[[ Material for this exercise, beginning ]]
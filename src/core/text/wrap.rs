//! Word wrapping over styled runs.
//!
//! Wrapping happens on plain text before any styling is applied, so widths are exact and a
//! style never bleeds across a wrap point.

use unicode_segmentation::UnicodeSegmentation;

use super::width::{display_width, grapheme_width};
use crate::core::block::{RunStyle, StyledRun};

#[derive(Debug)]
enum Token<'a> {
    Word(&'a str, RunStyle),
    Space(&'a str, RunStyle),
    Break,
}

fn tokenize(runs: &[StyledRun]) -> Vec<Token<'_>> {
    let mut tokens = Vec::new();
    for run in runs {
        let style = run.style;
        for (line_idx, line) in run.text.split('\n').enumerate() {
            if line_idx > 0 {
                tokens.push(Token::Break);
            }
            let mut start = 0;
            let mut in_space: Option<bool> = None;
            for (idx, ch) in line.char_indices() {
                let is_space = ch == ' ' || ch == '\t';
                match in_space {
                    Some(prev) if prev != is_space => {
                        let piece = &line[start..idx];
                        tokens.push(if prev {
                            Token::Space(piece, style)
                        } else {
                            Token::Word(piece, style)
                        });
                        start = idx;
                    }
                    _ => {}
                }
                in_space = Some(is_space);
            }
            if let Some(prev) = in_space {
                let piece = &line[start..];
                tokens.push(if prev {
                    Token::Space(piece, style)
                } else {
                    Token::Word(piece, style)
                });
            }
        }
    }
    tokens
}

struct LineBuilder {
    lines: Vec<Vec<StyledRun>>,
    current: Vec<StyledRun>,
    current_width: usize,
}

impl LineBuilder {
    fn push_piece(&mut self, text: &str, style: RunStyle) {
        self.current_width += display_width(text);
        if let Some(last) = self.current.last_mut() {
            if last.style == style {
                last.text.push_str(text);
                return;
            }
        }
        self.current.push(StyledRun::new(text, style));
    }

    fn finish_line(&mut self) {
        while let Some(last) = self.current.last_mut() {
            let trimmed_len = last.text.trim_end_matches([' ', '\t']).len();
            last.text.truncate(trimmed_len);
            if last.text.is_empty() {
                self.current.pop();
            } else {
                break;
            }
        }
        self.lines.push(std::mem::take(&mut self.current));
        self.current_width = 0;
    }
}

/// Wraps runs to `width` columns. Always returns at least one (possibly empty) line.
///
/// Words longer than the width are split at grapheme boundaries.
pub fn wrap_runs(runs: &[StyledRun], width: usize) -> Vec<Vec<StyledRun>> {
    let width = width.max(1);
    let mut builder = LineBuilder {
        lines: Vec::new(),
        current: Vec::new(),
        current_width: 0,
    };

    for token in tokenize(runs) {
        match token {
            Token::Break => builder.finish_line(),
            Token::Space(text, style) => {
                if builder.current.is_empty() {
                    continue;
                }
                if builder.current_width + display_width(text) <= width {
                    builder.push_piece(text, style);
                } else {
                    builder.finish_line();
                }
            }
            Token::Word(text, style) => {
                let word_width = display_width(text);
                if builder.current_width + word_width <= width {
                    builder.push_piece(text, style);
                    continue;
                }
                if word_width <= width {
                    builder.finish_line();
                    builder.push_piece(text, style);
                    continue;
                }
                for grapheme in text.graphemes(true) {
                    if builder.current_width + grapheme_width(grapheme) > width
                        && !builder.current.is_empty()
                    {
                        builder.finish_line();
                    }
                    builder.push_piece(grapheme, style);
                }
            }
        }
    }

    if !builder.current.is_empty() || builder.lines.is_empty() {
        builder.finish_line();
    }
    builder.lines
}

/// Wraps plain text to `width` columns.
pub fn wrap_plain(text: &str, width: usize) -> Vec<String> {
    wrap_runs(&[StyledRun::plain(text)], width)
        .into_iter()
        .map(|line| line.into_iter().map(|run| run.text).collect())
        .collect()
}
[[ Material for this exercise, end ]]
→ **What the exercise asks**: All the records are to be transcribed exactly, with no line missing.

→ **The answer**:
filename src/core/text/wrap.rs
//! Word wrapping over styled runs.
//!
//! Wrapping happens on plain text before any styling is applied, so widths are exact and a
//! style never bleeds across a wrap point.

use unicode_segmentation::UnicodeSegmentation;

use super::width::{display_width, grapheme_width};
use crate::core::block::{RunStyle, StyledRun};

#[derive(Debug)]
enum Token<'a> {
    Word(&'a str, RunStyle),
    Space(&'a str, RunStyle),
    Break,
}

fn tokenize(runs: &[StyledRun]) -> Vec<Token<'_>> {
    let mut tokens = Vec::new();
    for run in runs {
        let style = run.style;
        for (line_idx, line) in run.text.split('\n').enumerate() {
            if line_idx > 0 {
                tokens.push(Token::Break);
            }
            let mut start = 0;
            let mut in_space: Option<bool> = None;
            for (idx, ch) in line.char_indices() {
                let is_space = ch == ' ' || ch == '\t';
                match in_space {
                    Some(prev) if prev != is_space => {
                        let piece = &line[start..idx];
                        tokens.push(if prev {
                            Token::Space(piece, style)
                        } else {
                            Token::Word(piece, style)
                        });
                        start = idx;
                    }
                    _ => {}
                }
                in_space = Some(is_space);
            }
            if let Some(prev) = in_space {
                let piece = &line[start..];
                tokens.push(if prev {
                    Token::Space(piece, style)
                } else {
                    Token::Word(piece, style)
                });
            }
        }
    }
    tokens
}

struct LineBuilder {
    lines: Vec<Vec<StyledRun>>,
    current: Vec<StyledRun>,
    current_width: usize,
}

impl LineBuilder {
    fn push_piece(&mut self, text: &str, style: RunStyle) {
        self.current_width += display_width(text);
        if let Some(last) = self.current.last_mut() {
            if last.style == style {
                last.text.push_str(text);
                return;
            }
        }
        self.current.push(StyledRun::new(text, style));
    }

    fn finish_line(&mut self) {
        while let Some(last) = self.current.last_mut() {
            let trimmed_len = last.text.trim_end_matches([' ', '\t']).len();
            last.text.truncate(trimmed_len);
            if last.text.is_empty() {
                self.current.pop();
            } else {
                break;
            }
        }
        self.lines.push(std::mem::take(&mut self.current));
        self.current_width = 0;
    }
}

/// Wraps runs to `width` columns. Always returns at least one (possibly empty) line.
///
/// Words longer than the width are split at grapheme boundaries.
pub fn wrap_runs(runs: &[StyledRun], width: usize) -> Vec<Vec<StyledRun>> {
    let width = width.max(1);
    let mut builder = LineBuilder {
        lines: Vec::new(),
        current: Vec::new(),
        current_width: 0,
    };

    for token in tokenize(runs) {
        match token {
            Token::Break => builder.finish_line(),
            Token::Space(text, style) => {
                if builder.current.is_empty() {
                    continue;
                }
                if builder.current_width + display_width(text) <= width {
                    builder.push_piece(text, style);
                } else {
                    builder.finish_line();
                }
            }
            Token::Word(text, style) => {
                let word_width = display_width(text);
                if builder.current_width + word_width <= width {
                    builder.push_piece(text, style);
                    continue;
                }
                if word_width <= width {
                    builder.finish_line();
                    builder.push_piece(text, style);
                    continue;
                }
                for grapheme in text.graphemes(true) {
                    if builder.current_width + grapheme_width(grapheme) > width
                        && !builder.current.is_empty()
                    {
                        builder.finish_line();
                    }
                    builder.push_piece(grapheme, style);
                }
            }
        }
    }

    if !builder.current.is_empty() || builder.lines.is_empty() {
        builder.finish_line();
    }
    builder.lines
}

/// Wraps plain text to `width` columns.
pub fn wrap_plain(text: &str, width: usize) -> Vec<String> {
    wrap_runs(&[StyledRun::plain(text)], width)
        .into_iter()
        .map(|line| line.into_iter().map(|run| run.text).collect())
        .collect()
}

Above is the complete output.